» TASK REQUIREMENTS:
Whenever a line in the entries below contains "once", copy that line.

» Dataset entries:
//! Kamikaze enemies diving at the player
//!
//! Alpha is a bare hull. Beta is tougher and carries a crescent shield below
//! it, which only deploys once the ship is on screen.

use starfall_engine::prelude::*;

use super::shield::{ShieldParameters, VerticalDirection};
use super::TreeState;
use crate::AppError;

const DESCRIPTOR: &str = include_str!("../../assets/kamikaze.ron");

/// Kamikaze flavour
#[derive(Debug, Clone, Copy, PartialEq, Eq)]
pub enum KamikazeVariant {
    /// Basic hull
    Alpha,
    /// Shielded hull
    Beta,
}

impl KamikazeVariant {
    /// Starting health
    pub fn health(self) -> f32 {
        match self {
            Self::Alpha => 1000.0,
            Self::Beta => 1750.0,
        }
    }

    /// Score awarded for shooting it down
    pub fn score(self) -> u32 {
        match self {
            Self::Alpha => 100,
            Self::Beta => 250,
        }
    }

    /// Shield carried below the hull, if any
    pub fn shield(self) -> Option<ShieldParameters> {
        match self {
            Self::Alpha => None,
            Self::Beta => Some(ShieldParameters {
                minimum_health: Some(200.0),
                maximum_health: 500.0,
                health_regeneration: 2.0,
                vertical_direction: VerticalDirection::Down,
                offset: Vec2::new(0.0, -7.0),
            }),
        }
    }
}

/// How a kamikaze left the game
#[derive(Debug, Clone, Copy, PartialEq, Eq)]
pub enum Fate {
    /// Still flying
    Flying,
    /// Shot down, worth its score
    ShotDown,
    /// Rammed something
    Crashed,
    /// Flew off the bottom of the screen
    Escaped,
}

/// Kamikaze ship entity
#[derive(Debug, Clone)]
pub struct KamikazeShip {
    variant: KamikazeVariant,
    position: Point2,
    velocity: Vec2,
    health: f32,
    on_screen: bool,
    fate: Fate,
    shield: Option<EntityId>,
}

impl KamikazeShip {
    /// New ship waiting above the screen
    pub fn new(variant: KamikazeVariant, position: Point2, velocity: Vec2) -> Self {
        Self {
            variant,
            position,
            velocity,
            health: variant.health(),
            on_screen: false,
            fate: Fate::Flying,
            shield: None,
        }
    }

    /// Hull hit-volume layout, shared by every variant
    pub fn descriptor() -> Result<HitVolumeDescriptor, AppError> {
        Ok(ron::from_str(DESCRIPTOR)?)
    }

    /// Remember the entity of the carried shield
    pub fn attach_shield(&mut self, shield: EntityId) {
        self.shield = Some(shield);
    }

    /// Entity of the carried shield
    pub fn shield(&self) -> Option<EntityId> {
        self.shield
    }

    /// Advance one tick
    pub fn advance(&mut self) {
        self.position += self.velocity;
    }

    /// Called once when the ship crosses into the playfield
    pub fn enter_screen(&mut self) {
        self.on_screen = true;
    }

    /// Called when the ship leaves the playfield for good
    pub fn escape(&mut self) {
        if self.fate == Fate::Flying {
            self.fate = Fate::Escaped;
        }
    }

    /// Variant
    pub fn variant(&self) -> KamikazeVariant {
        self.variant
    }

    /// Current position
    pub fn position(&self) -> Point2 {
        self.position
    }

    /// Current health
    pub fn health(&self) -> f32 {
        self.health
    }

    /// Is it inside the playfield?
    pub fn is_on_screen(&self) -> bool {
        self.on_screen
    }

    /// How it ended, or [`Fate::Flying`]
    pub fn fate(&self) -> Fate {
        self.fate
    }

    /// What the scene should do with this ship's tree
    pub fn tree_state(&self) -> TreeState {
        match self.fate {
            Fate::Flying if self.on_screen => TreeState::Enabled,
            Fate::Flying => TreeState::Disabled,
            _ => TreeState::Destroyed,
        }
    }
}

impl CollisionReceiver for KamikazeShip {
    fn world_transform(&self) -> WorldTransform {
        world_transform(self.position, 0.0)
    }

    fn acknowledge_signal(&mut self, signal: &CollisionSignal, _last_signal_node: &ProjectilePath) {
        if !signal.is_active || self.fate != Fate::Flying {
            return;
        }

        self.health -= signal.damage.unwrap_or(0.0);
        if self.health <= 0.0 {
            self.fate = Fate::ShotDown;
            log::debug!("{:?} shot down at ({:.1}, {:.1})", self.variant, self.position.x, self.position.y);
        }
    }

    fn acknowledge_target(&mut self, _target: &CollisionTarget, last_target_node: EntityId) {
        if self.fate != Fate::Flying {
            return;
        }
        self.health = 0.0;
        self.fate = Fate::Crashed;
        log::debug!("{:?} rammed {:?}", self.variant, last_target_node);
    }
}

» SOLUTION FOR THIS EXERCISE:
//! it, which only deploys once the ship is on screen.
    /// Called once when the ship crosses into the playfield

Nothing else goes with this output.